The president was upset. Watching TV in his White House residence, his usual morning routine, Donald Trump saw his intelligence chiefs kick the legs out of yet another of his pet campaigns: Iran. Trump and two of his top national security officials had been suggesting for two years that the Islamic republic was still in pursuit of a nuclear weapon and posed a mortal threat to its neighbors and the West.
But now, Dan Coats, his national intelligence director, was in a Capitol Hill hearing room saying that was not true: Iran was living up to the letter of the deal the US under President Barack Obama and five other nations had negotiated with the Middle Eastern country to dismantle its nuclear program, Coats said. Not only that, added CIA Director Gina Haspel, but Iran could decide to restart the program that Trump had just reimposed — breaking America's end of the bargain — being lifted.

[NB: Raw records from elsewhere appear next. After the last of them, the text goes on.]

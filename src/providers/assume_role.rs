use std::sync::Arc;

use chrono::Utc;
use serde_json::json;
use tracing::{debug, warn};

use crate::aws::sts::{AssumeRole, AssumeRoleRequest};
use crate::cache::{CacheEntry, CacheKey, FileCache};
use crate::config::{ProfileConfig, RoleConfig, RoleSource};
use crate::constants::DEFAULT_ROLE_DURATION_SECS;
use crate::credentials::{RefreshableCredentials, ResolvedCredentials, SessionCredentials};
use crate::error::ResolveError;
use crate::providers::CredentialSource;

/// Assumed-role sessions, cached on disk across invocations.
///
/// credential_process runs once per SDK call in the worst case, so
/// without the cache every invocation would mint a fresh STS session.
#[derive(Debug, Clone)]
pub struct AssumeRoleSource {
    request: AssumeRoleRequest,
    cache: FileCache,
    sts: Arc<dyn AssumeRole>,
}

impl AssumeRoleSource {
    pub fn new(request: AssumeRoleRequest, cache: FileCache, sts: Arc<dyn AssumeRole>) -> Self {
        Self {
            request,
            cache,
            sts,
        }
    }

    pub fn from_profile(
        config: &ProfileConfig,
        role: &RoleConfig,
        cache: FileCache,
        sts: Arc<dyn AssumeRole>,
    ) -> Self {
        Self::new(
            AssumeRoleRequest {
                role_arn: role.role_arn.clone(),
                session_name: role.session_name.clone(),
                external_id: role.external_id.clone(),
                duration_seconds: role.duration_seconds.unwrap_or(DEFAULT_ROLE_DURATION_SECS),
                source: role.source.clone(),
                region: config.region.clone(),
            },
            cache,
            sts,
        )
    }

    /// Cache key over the parameters that define the session.
    ///
    /// Auto-generated session names change on every call and would
    /// defeat the cache, so only an explicitly configured
    /// role_session_name is part of the identity.
    pub fn fingerprint(&self) -> CacheKey {
        CacheKey::from_payload(&json!({
            "type": "assume-role",
            "role_arn": self.request.role_arn,
            "session_name": self.request.session_name,
            "external_id": self.request.external_id,
            "duration_seconds": self.request.duration_seconds,
            "source": source_tag(&self.request.source),
        }))
    }

    pub async fn resolve(
        &self,
        previous: Option<&CacheEntry>,
    ) -> Result<ResolvedCredentials, ResolveError> {
        self.request.validate()?;
        let key = self.fingerprint();

        if previous.is_none() {
            if let Some(entry) = self.cache.get(&key).await {
                if !entry.is_expired(Utc::now()) {
                    debug!(
                        "Using cached session credentials, valid until {}",
                        entry.expiration
                    );
                    return Ok(self.refreshable(entry.session(), key));
                }
                debug!("Cached session credentials expired at {}", entry.expiration);
            }
        }

        let session = self.sts.assume_role(&self.request).await?;

        let entry = CacheEntry::new(&key, &session);
        if let Err(err) = self.cache.put(&key, &entry).await {
            // A broken cache slows the next invocation down, nothing more.
            warn!("Failed to write session cache entry: {}", err);
        }

        Ok(self.refreshable(session, key))
    }

    fn refreshable(&self, session: SessionCredentials, key: CacheKey) -> ResolvedCredentials {
        ResolvedCredentials::Refreshable(RefreshableCredentials::new(
            session,
            Some(key),
            CredentialSource::AssumeRole(self.clone()),
        ))
    }
}

fn source_tag(source: &RoleSource) -> String {
    match source {
        RoleSource::Profile(name) => format!("profile:{name}"),
        RoleSource::Environment => "env".to_string(),
        RoleSource::Ec2InstanceMetadata => "imds".to_string(),
    }
}

#[cfg(test)]
mod tests {
    use std::sync::atomic::Ordering;

    use chrono::{DateTime, Duration};

    use super::*;
    use crate::aws::sts::testing::StubAssumeRole;
    use crate::credentials::Credentials;

    fn request() -> AssumeRoleRequest {
        AssumeRoleRequest {
            role_arn: "arn:aws:iam::123456789012:role/deploy".to_string(),
            session_name: None,
            external_id: None,
            duration_seconds: 3600,
            source: RoleSource::Profile("base".to_string()),
            region: Some("us-east-1".to_string()),
        }
    }

    fn session(access_key_id: &str, expiration: DateTime<Utc>) -> SessionCredentials {
        SessionCredentials {
            credentials: Credentials {
                access_key_id: access_key_id.to_string(),
                secret_access_key: "secret".to_string(),
                session_token: Some("token".to_string()),
            },
            expiration,
        }
    }

    fn access_key(resolved: &ResolvedCredentials) -> String {
        match resolved {
            ResolvedCredentials::Refreshable(inner) => inner.credentials().access_key_id.clone(),
            ResolvedCredentials::Static(creds) => creds.access_key_id.clone(),
        }
    }

    #[tokio::test]
    async fn test_fresh_call_fetches_and_caches() {
        let dir = tempfile::tempdir().unwrap();
        let cache = FileCache::new(dir.path().to_path_buf());
        let stub = StubAssumeRole::returning(session("AKIAFRESH", Utc::now() + Duration::hours(1)));
        let source = AssumeRoleSource::new(request(), cache.clone(), stub.clone());

        let resolved = source.resolve(None).await.unwrap();
        assert_eq!(access_key(&resolved), "AKIAFRESH");
        assert!(resolved.expiration().is_some());
        assert_eq!(stub.calls.load(Ordering::SeqCst), 1);

        let entry = cache.get(&source.fingerprint()).await.unwrap();
        assert_eq!(entry.credentials.access_key_id, "AKIAFRESH");
    }

    #[tokio::test]
    async fn test_cache_hit_skips_the_network() {
        let dir = tempfile::tempdir().unwrap();
        let cache = FileCache::new(dir.path().to_path_buf());

        let first_stub =
            StubAssumeRole::returning(session("AKIACACHED", Utc::now() + Duration::hours(1)));
        let first = AssumeRoleSource::new(request(), cache.clone(), first_stub);
        first.resolve(None).await.unwrap();

        // A separate invocation with the same parameters reuses the entry.
        let second_stub =
            StubAssumeRole::returning(session("AKIAUNSEEN", Utc::now() + Duration::hours(1)));
        let second = AssumeRoleSource::new(request(), cache, second_stub.clone());
        let resolved = second.resolve(None).await.unwrap();

        assert_eq!(access_key(&resolved), "AKIACACHED");
        assert_eq!(second_stub.calls.load(Ordering::SeqCst), 0);
    }

    #[tokio::test]
    async fn test_expired_cache_entry_is_replaced() {
        let dir = tempfile::tempdir().unwrap();
        let cache = FileCache::new(dir.path().to_path_buf());

        let stale_stub =
            StubAssumeRole::returning(session("AKIASTALE", Utc::now() + Duration::minutes(5)));
        let stale = AssumeRoleSource::new(request(), cache.clone(), stale_stub);
        stale.resolve(None).await.unwrap();

        // Within the refresh margin, so the entry must not be reused.
        let fresh_stub =
            StubAssumeRole::returning(session("AKIAFRESH", Utc::now() + Duration::hours(1)));
        let fresh = AssumeRoleSource::new(request(), cache.clone(), fresh_stub.clone());
        let resolved = fresh.resolve(None).await.unwrap();

        assert_eq!(access_key(&resolved), "AKIAFRESH");
        assert_eq!(fresh_stub.calls.load(Ordering::SeqCst), 1);

        let entry = cache.get(&fresh.fingerprint()).await.unwrap();
        assert_eq!(entry.credentials.access_key_id, "AKIAFRESH");
    }

    #[tokio::test]
    async fn test_refresh_bypasses_the_cache_read() {
        let dir = tempfile::tempdir().unwrap();
        let cache = FileCache::new(dir.path().to_path_buf());
        let stub = StubAssumeRole::returning(session("AKIANEW", Utc::now() + Duration::hours(1)));
        let source = AssumeRoleSource::new(request(), cache.clone(), stub.clone());

        // Seed the cache with an entry that would still count as fresh.
        let key = source.fingerprint();
        let cached = CacheEntry::new(&key, &session("AKIAOLD", Utc::now() + Duration::hours(1)));
        cache.put(&key, &cached).await.unwrap();

        let resolved = source.resolve(Some(&cached)).await.unwrap();
        assert_eq!(access_key(&resolved), "AKIANEW");
        assert_eq!(stub.calls.load(Ordering::SeqCst), 1);
    }

    #[tokio::test]
    async fn test_invalid_request_fails_before_any_call() {
        let dir = tempfile::tempdir().unwrap();
        let stub = StubAssumeRole::returning(session("AKIA", Utc::now() + Duration::hours(1)));
        let mut bad = request();
        bad.role_arn = "not-an-arn".to_string();
        let source =
            AssumeRoleSource::new(bad, FileCache::new(dir.path().to_path_buf()), stub.clone());

        let err = source.resolve(None).await.unwrap_err();
        assert!(matches!(err, ResolveError::Configuration(_)));
        assert_eq!(stub.calls.load(Ordering::SeqCst), 0);
    }

    #[tokio::test]
    async fn test_sts_rejection_propagates() {
        let dir = tempfile::tempdir().unwrap();
        let stub = StubAssumeRole::failing(|| {
            ResolveError::external("sts:AssumeRole", "AccessDenied: not authorized")
        });
        let source =
            AssumeRoleSource::new(request(), FileCache::new(dir.path().to_path_buf()), stub);

        let err = source.resolve(None).await.unwrap_err();
        assert!(!err.is_soft());
        assert!(err.to_string().contains("AccessDenied"));
    }

    #[tokio::test]
    async fn test_unwritable_cache_does_not_fail_resolution() {
        let dir = tempfile::tempdir().unwrap();
        // A file where the cache directory should be makes every write fail.
        let blocked = dir.path().join("blocked");
        std::fs::write(&blocked, b"in the way").unwrap();

        let stub = StubAssumeRole::returning(session("AKIAFRESH", Utc::now() + Duration::hours(1)));
        let source = AssumeRoleSource::new(request(), FileCache::new(blocked), stub);

        let resolved = source.resolve(None).await.unwrap();
        assert_eq!(access_key(&resolved), "AKIAFRESH");
    }

    #[test]
    fn test_fingerprint_covers_the_defining_parameters() {
        let dir = tempfile::tempdir().unwrap();
        let cache = FileCache::new(dir.path().to_path_buf());
        let stub = StubAssumeRole::returning(session("AKIA", Utc::now()));

        let base = AssumeRoleSource::new(request(), cache.clone(), stub.clone());
        let same = AssumeRoleSource::new(request(), cache.clone(), stub.clone());
        assert_eq!(base.fingerprint(), same.fingerprint());

        let mut renamed = request();
        renamed.session_name = Some("audit".to_string());
        let renamed = AssumeRoleSource::new(renamed, cache.clone(), stub.clone());
        assert_ne!(base.fingerprint(), renamed.fingerprint());

        let mut longer = request();
        longer.duration_seconds = 7200;
        let longer = AssumeRoleSource::new(longer, cache.clone(), stub.clone());
        assert_ne!(base.fingerprint(), longer.fingerprint());

        let mut other_source = request();
        other_source.source = RoleSource::Environment;
        let other_source = AssumeRoleSource::new(other_source, cache, stub);
        assert_ne!(base.fingerprint(), other_source.fingerprint());
    }
}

Trump took to Twitter. Coats and Haspel were "wrong," he posted on January 30. "Perhaps Intelligence should go back to school!" But he wasn't through with Iran. The New York Times on the next few days, Trump called Tehran "the number one terrorist nation in the world." He blamed the Islamic republic for "every single" problem he had inherited in the Middle East, a remarkable — and wholly unsupportable — assertion. He called his intelligence chiefs “extremely passive and naive when it comes to the dangers of Iran.”
Trump then hinted at escalating activities against Iran or even a military confrontation. "I could tell stories," he told the Times "of things that we were going to do to them as recently as a week ago."
To many observers with long memories, Trump's comments were an honest replay of a pivotal moment 17 years earlier, when another Republican president, George W. Bush, labeled Iraq part of an "axis of evil" that was on the threshold of building a weapon that would end up in an Iraqi "mushroom cloud" "About America. The following year, in 2003, Bush dispatched nearly 200,000 U.S. troops into Iraq in search of nuclear, chemical and biological weapons that turned out not to exist. Neither did Iraqi dictator Saddam Hussein's alleged connection with Al-Qaeda. What followed was a calamitous decade-long occupation that the U.S. and Middle East are still struggling with.
Veteran Middle East hands on Trump is steering America into yet another misguided disaster, this time with Iran. A longtime former top CIA operations officer compared to Trump's misrepresentations about Iran's succession of presidents' duty to justify the war in Vietnam. "I don't want to overflow the Vietnam analogies, but we're in the process, from what I can see, to lying to ourselves and the American people about Iran," he tells Newsweek speaking on terms of anonymity because he retains close ties to the agency. “It's not gonna attack us tomorrow. It's not gonna kill us tomorrow. It is not interested in direct confrontation with the US, despite the war of words. ”“ The more you push, the more they resist, ”says Chas Freeman, and former U.S. ambassador to Saudi Arabia. “And the more you push over, the more they can attribute every problem they have to you. So there is a sort of unholy partnership ”between the Trump administration and Tehran's own hawks. The problem, he and other experts worry, is that Trump's blunders and Iranian overreactions could lead to a shooting war nobody wants.
Trump's remarks, meanwhile, had former senior national security officials scratching their heads. Some duty Newsweek that they are skeptical of Trump's hints that considered dramatic actions against Iran. But the broad outlines of Trump's approach have been evident since he took office, when he renounced the nuclear deal. He seemed to be a new and dangerous chapter in a 40-year long or threats and dirty tricks, this one backed by U.S., and particularly pro-Israel, hawks. Freeman calls it "gesture foreign policy."
"You're showing your outrage, and you're making life difficult for the other party," he tells Newsweek . "It's not very purposive."
Trump's weapons include sanctions, support for anti-Iran exile groups and a free hand for Israel to attack Iranian outposts in Syria. The rest of his aggressive campaign amounts to a shadow war with Iran, covert actions that include social media manipulation of the child Moscow wielded against the U.S. during the 2016 election
Officials are happy to talk in general about their campaign to "make sure that Iran is not destabilizing influence," as Secretary of State Mike Pompeo puts it, but otherwise decline to share details.
Such actions have been cheered by longtime Iran hawks, including three of Trump's most favored advisers: Pompeo, White House national security advises John Bolton and presidential son-in-law Jared Kushner. Israeli Prime Minister Benjamin Netanyahu and Saudi Crown Prince Mohammed bin Salman, both close confidants of Kushner, have long lobbied for more aggressive US policies toward Tehran, including direct military attacks on its nuclear, military and intelligence facilities.
The problem, say a wide variety of experts, is that for every escalation the Trump administration and its predecessors have lived on Iran, the regime has responded with its own threats — and violence. And one, on either side, seems to know where the increasing tempo of attacks and counterattacks is headed.